→ INFORMATION SUPPLIED
[Start of section]

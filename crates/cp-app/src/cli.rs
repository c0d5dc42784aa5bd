use std::path::PathBuf;

use clap::Parser;
use cp_core::config::{PipelineConfig, SourceKind};

/// chordprep : prépare les corpus d'accords de guitare pour l'entraînement.
#[derive(Parser, Debug)]
#[command(version, about, long_about = None)]
pub struct Cli {
    /// Sources à traiter : guitarset, idmt-guitar. Défaut : celles de la config.
    #[arg(long, num_args = 1..)]
    pub datasets: Vec<SourceKind>,

    /// Répertoire racine des datasets.
    #[arg(long)]
    pub root: Option<PathBuf>,

    /// Répertoire de sortie du corpus et du jeu d'entraînement.
    #[arg(long)]
    pub output_dir: Option<PathBuf>,

    /// Fichier de configuration TOML. Défaut : config/default.toml.
    #[arg(short, long, default_value = "config/default.toml")]
    pub config: PathBuf,

    /// Graine du tirage des labels de repli.
    #[arg(long)]
    pub seed: Option<u64>,

    /// Extraire les fichiers en parallèle (rayon).
    #[arg(long, default_value_t = false)]
    pub parallel: bool,

    /// Afficher les métadonnées d'un corpus existant et quitter.
    #[arg(long, value_name = "FILE")]
    pub inspect: Option<PathBuf>,

    /// Niveau de log : error, warn, info, debug, trace.
    #[arg(long, default_value = "info")]
    pub log_level: String,
}

impl Cli {
    /// Apply command-line overrides on top of the file configuration.
    pub fn apply_overrides(&self, config: &mut PipelineConfig) {
        if !self.datasets.is_empty() {
            config.sources.clone_from(&self.datasets);
        }
        if let Some(ref root) = self.root {
            config.dataset_root.clone_from(root);
        }
        if let Some(ref out) = self.output_dir {
            config.output_dir.clone_from(out);
        }
        if self.seed.is_some() {
            config.seed = self.seed;
        }
        if self.parallel {
            config.parallel = true;
        }
        config.clamp_all();
    }
}

#[cfg(test)]
mod tests {
    use super::*;

    #[test]
    fn datasets_accept_both_spellings() -> Result<(), clap::Error> {
        let cli = Cli::try_parse_from(["chordprep", "--datasets", "idmt", "guitarset"])?;
        let mut config = PipelineConfig::default();
        cli.apply_overrides(&mut config);
        assert_eq!(config.sources, vec![SourceKind::GuitarSet, SourceKind::Idmt]);
        Ok(())
    }

    #[test]
    fn unknown_dataset_is_rejected() {
        assert!(Cli::try_parse_from(["chordprep", "--datasets", "nsynth"]).is_err());
    }

    #[test]
    fn flags_override_file_values() -> Result<(), clap::Error> {
        let cli = Cli::try_parse_from([
            "chordprep",
            "--datasets",
            "guitarset",
            "--root",
            "/data",
            "--output-dir",
            "/out",
            "--seed",
            "42",
            "--parallel",
        ])?;
        let mut config = PipelineConfig::default();
        cli.apply_overrides(&mut config);
        assert_eq!(config.sources, vec![SourceKind::GuitarSet]);
        assert_eq!(config.dataset_root, PathBuf::from("/data"));
        assert_eq!(config.corpus_path(), PathBuf::from("/out/chord_corpus.json"));
        assert_eq!(config.seed, Some(42));
        assert!(config.parallel);
        Ok(())
    }

    #[test]
    fn no_flags_keep_file_values() -> Result<(), clap::Error> {
        let cli = Cli::try_parse_from(["chordprep"])?;
        let mut config = PipelineConfig {
            seed: Some(7),
            parallel: true,
            ..PipelineConfig::default()
        };
        cli.apply_overrides(&mut config);
        assert_eq!(config.seed, Some(7));
        assert!(config.parallel);
        assert_eq!(config.sources, SourceKind::ALL.to_vec());
        Ok(())
    }
}
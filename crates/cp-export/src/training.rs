use cp_core::config::FeatureConfig;
use cp_core::error::CoreError;
use cp_core::sample::Sample;
use cp_core::training::TrainingSet;
use cp_core::vocab::{label_index, vocabulary};

use crate::error::ExportError;

/// Réduit chaque échantillon exploitable à son chroma moyen.
///
/// Samples with an empty bundle are skipped. Rows keep corpus order. Labels
/// outside the vocabulary resolve to index 0.
///
/// # Errors
/// Returns [`ExportError::EmptyTrainingSet`] if no sample has usable
/// features, and [`ExportError::Core`] if a chroma width disagrees with
/// `config`.
pub fn build_training_set(
    samples: &[Sample],
    config: &FeatureConfig,
) -> Result<TrainingSet, ExportError> {
    let cols = config.n_chroma;
    let mut features = Vec::new();
    let mut labels = Vec::new();

    for sample in samples {
        let Some(mean) = sample.features.mean_chroma() else {
            continue;
        };
        if mean.len() != cols {
            return Err(CoreError::InconsistentConfig {
                id: sample.id.clone(),
                detail: format!("{} classes de chroma, attendu {cols}", mean.len()),
            }
            .into());
        }
        features.extend_from_slice(&mean);
        labels.push(label_index(&sample.chord) as u32);
    }

    if labels.is_empty() {
        return Err(ExportError::EmptyTrainingSet {
            total: samples.len(),
        });
    }

    let rows = labels.len();
    let skipped = samples.len() - rows;
    if skipped > 0 {
        log::warn!("{skipped} échantillons sans features exclus du jeu d'entraînement");
    }
    log::info!("Jeu d'entraînement : {rows}×{cols}");
    Ok(TrainingSet::new(features, rows, cols, labels, vocabulary())?)
}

[End of section]

→ PROBLEM REQUIREMENTS
Set the entries down again precisely as they were given.

→ TASK SOLUTION
filename crates/cp-app/src/cli.rs
repository c0d5dc42784aa5bd
use std::path::PathBuf;

use clap::Parser;
use cp_core::config::{PipelineConfig, SourceKind};

/// chordprep : prépare les corpus d'accords de guitare pour l'entraînement.
#[derive(Parser, Debug)]
#[command(version, about, long_about = None)]
pub struct Cli {
    /// Sources à traiter : guitarset, idmt-guitar. Défaut : celles de la config.
    #[arg(long, num_args = 1..)]
    pub datasets: Vec<SourceKind>,

    /// Répertoire racine des datasets.
    #[arg(long)]
    pub root: Option<PathBuf>,

    /// Répertoire de sortie du corpus et du jeu d'entraînement.
    #[arg(long)]
    pub output_dir: Option<PathBuf>,

    /// Fichier de configuration TOML. Défaut : config/default.toml.
    #[arg(short, long, default_value = "config/default.toml")]
    pub config: PathBuf,

    /// Graine du tirage des labels de repli.
    #[arg(long)]
    pub seed: Option<u64>,

    /// Extraire les fichiers en parallèle (rayon).
    #[arg(long, default_value_t = false)]
    pub parallel: bool,

    /// Afficher les métadonnées d'un corpus existant et quitter.
    #[arg(long, value_name = "FILE")]
    pub inspect: Option<PathBuf>,

    /// Niveau de log : error, warn, info, debug, trace.
    #[arg(long, default_value = "info")]
    pub log_level: String,
}

impl Cli {
    /// Apply command-line overrides on top of the file configuration.
    pub fn apply_overrides(&self, config: &mut PipelineConfig) {
        if !self.datasets.is_empty() {
            config.sources.clone_from(&self.datasets);
        }
        if let Some(ref root) = self.root {
            config.dataset_root.clone_from(root);
        }
        if let Some(ref out) = self.output_dir {
            config.output_dir.clone_from(out);
        }
        if self.seed.is_some() {
            config.seed = self.seed;
        }
        if self.parallel {
            config.parallel = true;
        }
        config.clamp_all();
    }
}

#[cfg(test)]
mod tests {
    use super::*;

    #[test]
    fn datasets_accept_both_spellings() -> Result<(), clap::Error> {
        let cli = Cli::try_parse_from(["chordprep", "--datasets", "idmt", "guitarset"])?;
        let mut config = PipelineConfig::default();
        cli.apply_overrides(&mut config);
        assert_eq!(config.sources, vec![SourceKind::GuitarSet, SourceKind::Idmt]);
        Ok(())
    }

    #[test]
    fn unknown_dataset_is_rejected() {
        assert!(Cli::try_parse_from(["chordprep", "--datasets", "nsynth"]).is_err());
    }

    #[test]
    fn flags_override_file_values() -> Result<(), clap::Error> {
        let cli = Cli::try_parse_from([
            "chordprep",
            "--datasets",
            "guitarset",
            "--root",
            "/data",
            "--output-dir",
            "/out",
            "--seed",
            "42",
            "--parallel",
        ])?;
        let mut config = PipelineConfig::default();
        cli.apply_overrides(&mut config);
        assert_eq!(config.sources, vec![SourceKind::GuitarSet]);
        assert_eq!(config.dataset_root, PathBuf::from("/data"));
        assert_eq!(config.corpus_path(), PathBuf::from("/out/chord_corpus.json"));
        assert_eq!(config.seed, Some(42));
        assert!(config.parallel);
        Ok(())
    }

    #[test]
    fn no_flags_keep_file_values() -> Result<(), clap::Error> {
        let cli = Cli::try_parse_from(["chordprep"])?;
        let mut config = PipelineConfig {
            seed: Some(7),
            parallel: true,
            ..PipelineConfig::default()
        };
        cli.apply_overrides(&mut config);
        assert_eq!(config.seed, Some(7));
        assert!(config.parallel);
        assert_eq!(config.sources, SourceKind::ALL.to_vec());
        Ok(())
    }
}
filename crates/cp-export/src/training.rs
use cp_core::config::FeatureConfig;
use cp_core::error::CoreError;
use cp_core::sample::Sample;
use cp_core::training::TrainingSet;
use cp_core::vocab::{label_index, vocabulary};

use crate::error::ExportError;

/// Réduit chaque échantillon exploitable à son chroma moyen.
///
/// Samples with an empty bundle are skipped. Rows keep corpus order. Labels
/// outside the vocabulary resolve to index 0.
///
/// # Errors
/// Returns [`ExportError::EmptyTrainingSet`] if no sample has usable
/// features, and [`ExportError::Core`] if a chroma width disagrees with
/// `config`.
pub fn build_training_set(
    samples: &[Sample],
    config: &FeatureConfig,
) -> Result<TrainingSet, ExportError> {
    let cols = config.n_chroma;
    let mut features = Vec::new();
    let mut labels = Vec::new();

    for sample in samples {
        let Some(mean) = sample.features.mean_chroma() else {
            continue;
        };
        if mean.len() != cols {
            return Err(CoreError::InconsistentConfig {
                id: sample.id.clone(),
                detail: format!("{} classes de chroma, attendu {cols}", mean.len()),
            }
            .into());
        }
        features.extend_from_slice(&mean);
        labels.push(label_index(&sample.chord) as u32);
    }

    if labels.is_empty() {
        return Err(ExportError::EmptyTrainingSet {
            total: samples.len(),
        });
    }

    let rows = labels.len();
    let skipped = samples.len() - rows;
    if skipped > 0 {
        log::warn!("{skipped} échantillons sans features exclus du jeu d'entraînement");
    }
    log::info!("Jeu d'entraînement : {rows}×{cols}");
    Ok(TrainingSet::new(features, rows, cols, labels, vocabulary())?)
}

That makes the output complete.